After drafting Auburn center Walker Kessler and Duke forward Wendell Moore Jr. on Thursday, Connelly played the game of lowering expectations.

"I'm not going to put unfair expectations of what they're going to do on the court," Connelly said. "Most rookies don't make a huge impact, but I do think when you add the type of people we added, I think the organization got better."

Just after Connelly said this, he was asked how these picks might affect how the Wolves attack free agency, which begins July 1.

"I don't think it has a huge impact," Connelly said. "Again, the draft is for the next two, three, four, five, six, seven years."

But not for the next year.

Now the Wolves turn their attention from one chaotic event to the other. Near the top of Connelly's to-do list for the offseason is figuring out what's going to happen with point guard D'Angelo Russell. Russell was lobbying for an extension on his contract ever since the beginning of last season, when he said he was entering a de facto contract year.

Rumors about Russell's status with the Wolves have swirled even before he was benched for the final minutes in the Wolves' Game 6 loss to Memphis. At the time, teams around the league believed the Wolves would look to trade him. Those rumors have persisted even after Connelly took the job.

Connelly was asked Thursday if he has been able to determine Russell's long-term fit with the organization in the few weeks he has been in Minnesota. He said he still needs to get to know Russell.

"D-Lo was huge to the success of this team last year," Connelly said. "I think he's an elite passer, elite shot maker. He loves basketball. The most exciting thing about this job is getting to know guys I've been fans of from afar. You don't want to force it. You don't want to come off as insincere or not be organic.
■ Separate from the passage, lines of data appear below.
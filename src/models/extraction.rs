use serde::{Deserialize, Serialize};

/// Extractions found for one field.
#[derive(Debug, Clone, PartialEq, Serialize, Deserialize)]
pub struct ExtractionResults {
    pub field_id: String,
    #[serde(default)]
    pub extractions: Vec<ExtractionData>,
}

#[derive(Debug, Clone, PartialEq, Serialize, Deserialize)]
pub struct ExtractionData {
    #[serde(default)]
    pub text: Option<String>,
    #[serde(default)]
    pub spans: Vec<ExtractionSpan>,
}

/// Character offsets of an extraction in the OCR text.
#[derive(Debug, Clone, Copy, PartialEq, Eq, Serialize, Deserialize)]
pub struct ExtractionSpan {
    pub start: u64,
    pub end: u64,
    #[serde(default)]
    pub pages: Option<PageRange>,
}

#[derive(Debug, Clone, Copy, PartialEq, Eq, Serialize, Deserialize)]
pub struct PageRange {
    pub start: u32,
    pub end: u32,
}
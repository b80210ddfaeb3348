//! Asynchronous jobs: submission, status polling and results for each kind
//! of request the service runs in the background.

pub mod base;
pub mod batch;
pub mod classification;
pub mod extraction;
pub mod language;
pub mod mlc;
pub mod ocr;
pub mod training;

pub use base::{PollStatus, RequestHandle, WaitOptions, wait_all};
pub use batch::get_statuses;
pub use classification::ClassificationRequest;
pub use extraction::ExtractionRequest;
pub use language::LanguageRequest;
pub use mlc::MlcRequest;
pub use ocr::OcrRequest;
pub use training::TrainingRequest;
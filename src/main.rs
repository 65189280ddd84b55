//! Gridtag - A cell-selection console for CSV grids

#[cfg(feature = "tui")]
mod tui;

use std::env;
use std::path::PathBuf;

use gridtag_core::Sheet;
use gridtag_core::sync::{apply_selection, display_selection};
use gridtag_core::tagger::preview_selection;

fn print_usage() {
    eprintln!("Usage: gridtag [OPTIONS] [FILE]");
    eprintln!();
    eprintln!("Arguments:");
    eprintln!("  [FILE]                  CSV file to open");
    eprintln!();
    eprintln!("Options:");
    eprintln!("  -c, --select <EXPR>     Apply a selection expression and print its canonical form");
    eprintln!("  -t, --tags <TEXT>       Preview #tag references found in TEXT");
    eprintln!("  -h, --help              Print help");
}

fn main() {
    let args: Vec<String> = env::args().collect();

    let mut file_path: Option<PathBuf> = None;
    let mut select_expr: Option<String> = None;
    let mut tags_text: Option<String> = None;

    let mut i = 1;
    while i < args.len() {
        match args[i].as_str() {
            "-h" | "--help" => {
                print_usage();
                return;
            }
            "-c" | "--select" => {
                i += 1;
                if i >= args.len() {
                    eprintln!("Error: --select requires an expression");
                    std::process::exit(1);
                }
                select_expr = Some(args[i].to_string());
            }
            "-t" | "--tags" => {
                i += 1;
                if i >= args.len() {
                    eprintln!("Error: --tags requires text");
                    std::process::exit(1);
                }
                tags_text = Some(args[i].to_string());
            }
            arg if arg.starts_with('-') => {
                eprintln!("Error: Unknown option: {}", arg);
                print_usage();
                std::process::exit(1);
            }
            _ => {
                if file_path.is_none() {
                    file_path = Some(PathBuf::from(&args[i]));
                } else {
                    eprintln!("Error: Unexpected argument: {}", args[i]);
                    print_usage();
                    std::process::exit(1);
                }
            }
        }
        i += 1;
    }

    if select_expr.is_some() || tags_text.is_some() {
        let Some(path) = file_path else {
            eprintln!("Error: --select and --tags require a CSV file");
            std::process::exit(1);
        };
        let mut sheet = match Sheet::from_csv_path(&path) {
            Ok(sheet) => sheet,
            Err(e) => {
                eprintln!("Error: {}", e);
                std::process::exit(1);
            }
        };

        if let Some(expr) = select_expr {
            if let Err(e) = apply_selection(&mut sheet, &expr) {
                eprintln!("Error: {}", e);
                std::process::exit(1);
            }
            println!("{}", display_selection(&sheet));
        }

        if let Some(text) = tags_text {
            // Preview failures are silent: incomplete tags print "-".
            let _ = preview_selection(&mut sheet, &text);
            println!("{}", display_selection(&sheet));
        }
        return;
    }

    #[cfg(feature = "tui")]
    {
        let mut app = match tui::App::with_file(file_path) {
            Ok(app) => app,
            Err(e) => {
                eprintln!("Error: {}", e);
                std::process::exit(1);
            }
        };
        if let Err(e) = tui::run(&mut app) {
            eprintln!("Error: {}", e);
            std::process::exit(1);
        }
    }

    #[cfg(not(feature = "tui"))]
    {
        let _ = file_path;
        eprintln!("Error: built without the `tui` feature; use --select or --tags");
        std::process::exit(1);
    }
}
"I'm excited to get to know him. I know how important he was to the success of this team. He's a guy that is supremely talented and it's hard to believe how young he is. He's seen everything this league could possibly throw at you."

That includes multiple trades in that young career. Russell has never spent more time with one team than he has with the Wolves (parts of three seasons). For all the angst over how his season ended, the Wolves were 7-10 when he didn't play in 2021-22, though his availability is one of his question marks and was something that frustrated the Wolves at times this past season.

He was still valuable when he played. He posted 4.4 win shares, according to Basketball Reference, his best season in that advanced statistic since 2019, the year he made the All-Star team as an alternate in Brooklyn.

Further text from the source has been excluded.